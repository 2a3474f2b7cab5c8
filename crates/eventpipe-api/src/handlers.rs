//! HTTP handlers for API endpoints

use crate::{
    Result,
    error::ApiError,
    types::{BatchRequest, HealthResponse, MAX_BATCH_SIZE, MetricsResponse},
};
use axum::{extract::State, http::StatusCode, response::Json};
use eventpipe_core::Event;
use eventpipe_pipeline::EventPipeline;
use std::sync::Arc;
use tracing::info;

/// Shared application state
#[derive(Clone)]
pub struct AppState {
    pub pipeline: Arc<EventPipeline>,
}

/// Accept a single event for processing
pub async fn ingest_event(
    State(state): State<AppState>,
    Json(event): Json<Event>,
) -> StatusCode {
    info!(
        event_id = %event.id,
        event_type = %event.event_type,
        source = %event.source,
        "event accepted"
    );

    state.pipeline.ingest(event).await;
    StatusCode::ACCEPTED
}

/// Accept a batch of events for processing
pub async fn ingest_batch(
    State(state): State<AppState>,
    Json(request): Json<BatchRequest>,
) -> Result<StatusCode> {
    if request.events.len() > MAX_BATCH_SIZE {
        return Err(ApiError::BadRequest(format!(
            "too many events (max {MAX_BATCH_SIZE})"
        )));
    }

    let count = request.events.len();
    for event in request.events {
        state.pipeline.ingest(event).await;
    }

    info!(count, "batch accepted");
    Ok(StatusCode::ACCEPTED)
}

/// Liveness check: healthy until the pipeline's shutdown signal fires
pub async fn health(State(state): State<AppState>) -> Json<HealthResponse> {
    Json(HealthResponse {
        healthy: state.pipeline.is_healthy(),
    })
}

/// Pipeline metrics snapshot
pub async fn metrics(State(state): State<AppState>) -> Json<MetricsResponse> {
    let pipeline = &state.pipeline;
    let snapshot = pipeline.metrics().snapshot();

    Json(MetricsResponse {
        events_received: snapshot.received,
        events_processed: snapshot.processed,
        events_failed: snapshot.failed,
        average_processing_latency_ms: snapshot.avg_latency_ms,
        current_queue_depth: pipeline.queue_depth(),
        active_workers: pipeline.worker_count(),
        uptime_seconds: pipeline.start_time().elapsed().as_secs(),
        events_per_second: snapshot.events_per_second,
    })
}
━━━
Exercise details | Copy exactly the lines above, starting at the opening line and finishing at the line in which "let count = request.events.len();" occurs.

Solution to this exercise |
repository 2a3474f2b7cab5c8
filename crates/eventpipe-api/src/handlers.rs
//! HTTP handlers for API endpoints

use crate::{
    Result,
    error::ApiError,
    types::{BatchRequest, HealthResponse, MAX_BATCH_SIZE, MetricsResponse},
};
use axum::{extract::State, http::StatusCode, response::Json};
use eventpipe_core::Event;
use eventpipe_pipeline::EventPipeline;
use std::sync::Arc;
use tracing::info;

/// Shared application state
#[derive(Clone)]
pub struct AppState {
    pub pipeline: Arc<EventPipeline>,
}

/// Accept a single event for processing
pub async fn ingest_event(
    State(state): State<AppState>,
    Json(event): Json<Event>,
) -> StatusCode {
    info!(
        event_id = %event.id,
        event_type = %event.event_type,
        source = %event.source,
        "event accepted"
    );

    state.pipeline.ingest(event).await;
    StatusCode::ACCEPTED
}

/// Accept a batch of events for processing
pub async fn ingest_batch(
    State(state): State<AppState>,
    Json(request): Json<BatchRequest>,
) -> Result<StatusCode> {
    if request.events.len() > MAX_BATCH_SIZE {
        return Err(ApiError::BadRequest(format!(
            "too many events (max {MAX_BATCH_SIZE})"
        )));
    }

    let count = request.events.len();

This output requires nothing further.